▶ **Input for this task**
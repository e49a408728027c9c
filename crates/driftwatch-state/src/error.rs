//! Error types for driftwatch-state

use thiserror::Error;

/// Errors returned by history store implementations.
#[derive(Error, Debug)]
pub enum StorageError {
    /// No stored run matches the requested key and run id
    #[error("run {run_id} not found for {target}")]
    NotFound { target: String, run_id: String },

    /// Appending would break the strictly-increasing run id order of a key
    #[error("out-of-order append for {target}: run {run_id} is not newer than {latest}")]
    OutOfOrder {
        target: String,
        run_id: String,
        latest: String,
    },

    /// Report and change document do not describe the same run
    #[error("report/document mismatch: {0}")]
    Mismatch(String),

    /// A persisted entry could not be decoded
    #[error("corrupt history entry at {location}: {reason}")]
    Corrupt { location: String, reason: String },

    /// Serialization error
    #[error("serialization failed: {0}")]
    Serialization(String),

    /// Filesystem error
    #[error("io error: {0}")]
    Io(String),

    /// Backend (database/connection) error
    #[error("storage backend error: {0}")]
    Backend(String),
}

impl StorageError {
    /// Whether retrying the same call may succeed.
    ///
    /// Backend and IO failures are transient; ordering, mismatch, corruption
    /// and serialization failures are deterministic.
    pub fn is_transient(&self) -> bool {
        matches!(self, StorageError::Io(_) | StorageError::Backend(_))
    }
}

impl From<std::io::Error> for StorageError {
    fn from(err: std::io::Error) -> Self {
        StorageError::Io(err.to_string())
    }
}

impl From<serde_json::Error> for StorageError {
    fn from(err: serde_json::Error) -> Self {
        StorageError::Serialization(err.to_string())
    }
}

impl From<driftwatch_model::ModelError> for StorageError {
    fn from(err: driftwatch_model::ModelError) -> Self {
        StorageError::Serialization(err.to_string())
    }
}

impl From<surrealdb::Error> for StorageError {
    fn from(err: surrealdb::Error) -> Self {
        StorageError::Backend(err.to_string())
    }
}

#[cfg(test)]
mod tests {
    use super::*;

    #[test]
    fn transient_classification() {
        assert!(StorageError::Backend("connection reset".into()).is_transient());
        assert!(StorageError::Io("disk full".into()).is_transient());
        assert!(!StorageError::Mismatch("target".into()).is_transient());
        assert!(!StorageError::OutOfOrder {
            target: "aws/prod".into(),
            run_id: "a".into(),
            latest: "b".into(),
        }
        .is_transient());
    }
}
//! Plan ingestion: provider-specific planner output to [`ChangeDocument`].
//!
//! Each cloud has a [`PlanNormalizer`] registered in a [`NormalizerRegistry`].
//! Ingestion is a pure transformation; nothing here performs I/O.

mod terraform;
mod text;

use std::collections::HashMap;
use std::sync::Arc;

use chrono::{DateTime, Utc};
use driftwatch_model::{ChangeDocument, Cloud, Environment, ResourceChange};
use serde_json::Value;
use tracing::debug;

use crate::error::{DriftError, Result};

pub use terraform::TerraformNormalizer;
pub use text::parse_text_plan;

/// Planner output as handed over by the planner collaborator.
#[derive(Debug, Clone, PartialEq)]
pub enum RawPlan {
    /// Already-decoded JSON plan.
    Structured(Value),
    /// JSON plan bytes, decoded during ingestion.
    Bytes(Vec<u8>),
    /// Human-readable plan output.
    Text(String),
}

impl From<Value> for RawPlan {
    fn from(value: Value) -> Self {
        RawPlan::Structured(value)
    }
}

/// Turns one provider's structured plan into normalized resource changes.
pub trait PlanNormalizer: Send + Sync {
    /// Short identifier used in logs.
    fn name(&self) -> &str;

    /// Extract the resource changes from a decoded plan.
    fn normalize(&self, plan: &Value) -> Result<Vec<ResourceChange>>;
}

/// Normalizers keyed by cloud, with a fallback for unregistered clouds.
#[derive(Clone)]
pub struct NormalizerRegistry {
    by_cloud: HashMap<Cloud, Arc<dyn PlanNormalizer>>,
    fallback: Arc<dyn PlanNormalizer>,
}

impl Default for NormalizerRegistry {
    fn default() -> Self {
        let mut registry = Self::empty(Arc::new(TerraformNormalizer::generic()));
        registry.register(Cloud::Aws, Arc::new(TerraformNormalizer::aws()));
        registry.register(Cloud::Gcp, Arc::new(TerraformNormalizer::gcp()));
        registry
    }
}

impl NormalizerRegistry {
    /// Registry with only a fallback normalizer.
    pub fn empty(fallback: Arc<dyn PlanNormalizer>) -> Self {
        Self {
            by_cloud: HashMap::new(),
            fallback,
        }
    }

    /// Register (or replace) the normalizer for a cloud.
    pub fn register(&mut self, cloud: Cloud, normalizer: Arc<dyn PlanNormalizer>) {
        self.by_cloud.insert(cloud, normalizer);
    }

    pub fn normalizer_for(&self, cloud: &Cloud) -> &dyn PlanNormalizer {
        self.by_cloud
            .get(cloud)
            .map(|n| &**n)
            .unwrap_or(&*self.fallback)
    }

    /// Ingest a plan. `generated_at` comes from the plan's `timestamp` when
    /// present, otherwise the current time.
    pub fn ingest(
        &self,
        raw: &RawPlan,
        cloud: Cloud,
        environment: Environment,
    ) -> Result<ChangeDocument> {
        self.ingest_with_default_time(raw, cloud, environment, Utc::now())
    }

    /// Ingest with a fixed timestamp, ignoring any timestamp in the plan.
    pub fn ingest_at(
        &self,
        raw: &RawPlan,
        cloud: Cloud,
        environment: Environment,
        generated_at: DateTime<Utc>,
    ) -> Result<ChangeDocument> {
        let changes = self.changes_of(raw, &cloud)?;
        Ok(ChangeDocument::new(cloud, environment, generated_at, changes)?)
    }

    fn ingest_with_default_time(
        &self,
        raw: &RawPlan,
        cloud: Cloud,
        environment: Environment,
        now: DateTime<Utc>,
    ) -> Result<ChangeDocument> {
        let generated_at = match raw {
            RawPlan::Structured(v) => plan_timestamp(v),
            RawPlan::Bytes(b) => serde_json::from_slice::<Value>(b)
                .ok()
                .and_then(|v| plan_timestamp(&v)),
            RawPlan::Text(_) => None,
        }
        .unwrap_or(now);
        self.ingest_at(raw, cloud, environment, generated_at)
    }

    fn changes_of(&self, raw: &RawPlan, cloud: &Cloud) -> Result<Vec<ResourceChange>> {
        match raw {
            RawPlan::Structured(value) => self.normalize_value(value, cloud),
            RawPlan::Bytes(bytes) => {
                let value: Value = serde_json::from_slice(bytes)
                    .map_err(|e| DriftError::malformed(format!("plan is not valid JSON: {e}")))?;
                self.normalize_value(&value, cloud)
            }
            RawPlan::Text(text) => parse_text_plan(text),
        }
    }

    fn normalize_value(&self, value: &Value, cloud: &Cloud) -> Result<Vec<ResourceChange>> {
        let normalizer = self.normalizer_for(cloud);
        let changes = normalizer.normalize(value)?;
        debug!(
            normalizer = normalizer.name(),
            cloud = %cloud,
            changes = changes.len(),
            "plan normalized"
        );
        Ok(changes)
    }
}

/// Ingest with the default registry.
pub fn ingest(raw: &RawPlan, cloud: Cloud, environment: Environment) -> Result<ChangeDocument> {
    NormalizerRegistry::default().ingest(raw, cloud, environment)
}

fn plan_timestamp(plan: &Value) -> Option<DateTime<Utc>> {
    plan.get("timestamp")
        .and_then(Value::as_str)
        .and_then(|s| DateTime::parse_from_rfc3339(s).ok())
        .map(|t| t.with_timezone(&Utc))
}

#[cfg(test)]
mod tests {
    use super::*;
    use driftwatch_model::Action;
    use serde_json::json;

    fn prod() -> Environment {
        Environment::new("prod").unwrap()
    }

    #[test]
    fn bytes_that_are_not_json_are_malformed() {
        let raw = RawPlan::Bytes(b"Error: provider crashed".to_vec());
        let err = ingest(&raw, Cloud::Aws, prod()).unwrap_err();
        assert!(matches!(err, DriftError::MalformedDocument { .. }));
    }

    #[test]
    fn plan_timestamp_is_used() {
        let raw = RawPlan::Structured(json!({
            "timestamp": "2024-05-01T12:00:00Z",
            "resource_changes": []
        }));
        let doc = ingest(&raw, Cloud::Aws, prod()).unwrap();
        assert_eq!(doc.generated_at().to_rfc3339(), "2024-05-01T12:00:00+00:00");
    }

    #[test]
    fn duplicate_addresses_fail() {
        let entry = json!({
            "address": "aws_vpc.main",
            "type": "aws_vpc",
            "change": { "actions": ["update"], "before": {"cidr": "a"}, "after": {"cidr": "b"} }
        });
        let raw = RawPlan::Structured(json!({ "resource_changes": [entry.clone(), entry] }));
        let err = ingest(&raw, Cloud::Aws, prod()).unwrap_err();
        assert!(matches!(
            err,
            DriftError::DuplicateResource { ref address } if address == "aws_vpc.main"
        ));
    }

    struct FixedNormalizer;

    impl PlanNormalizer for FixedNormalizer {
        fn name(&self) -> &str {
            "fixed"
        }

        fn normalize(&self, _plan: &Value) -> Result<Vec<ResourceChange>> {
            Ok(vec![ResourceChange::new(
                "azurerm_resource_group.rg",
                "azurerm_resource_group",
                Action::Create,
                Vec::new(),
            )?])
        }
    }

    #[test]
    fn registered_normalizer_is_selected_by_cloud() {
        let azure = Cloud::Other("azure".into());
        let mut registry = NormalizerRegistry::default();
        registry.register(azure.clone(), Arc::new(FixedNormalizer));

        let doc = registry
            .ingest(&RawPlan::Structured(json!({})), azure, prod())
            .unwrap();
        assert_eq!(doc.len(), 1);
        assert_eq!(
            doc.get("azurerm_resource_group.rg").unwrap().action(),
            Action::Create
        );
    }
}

▶ **What you are asked to do**
The answer should contain only the lines from the first line of the entries through the line holding "not found for", each exactly as written.

▶ **Response to the task**
repository e49a408728027c9c
filename crates/driftwatch-state/src/error.rs
//! Error types for driftwatch-state

use thiserror::Error;

/// Errors returned by history store implementations.
#[derive(Error, Debug)]
pub enum StorageError {
    /// No stored run matches the requested key and run id
    #[error("run {run_id} not found for {target}")]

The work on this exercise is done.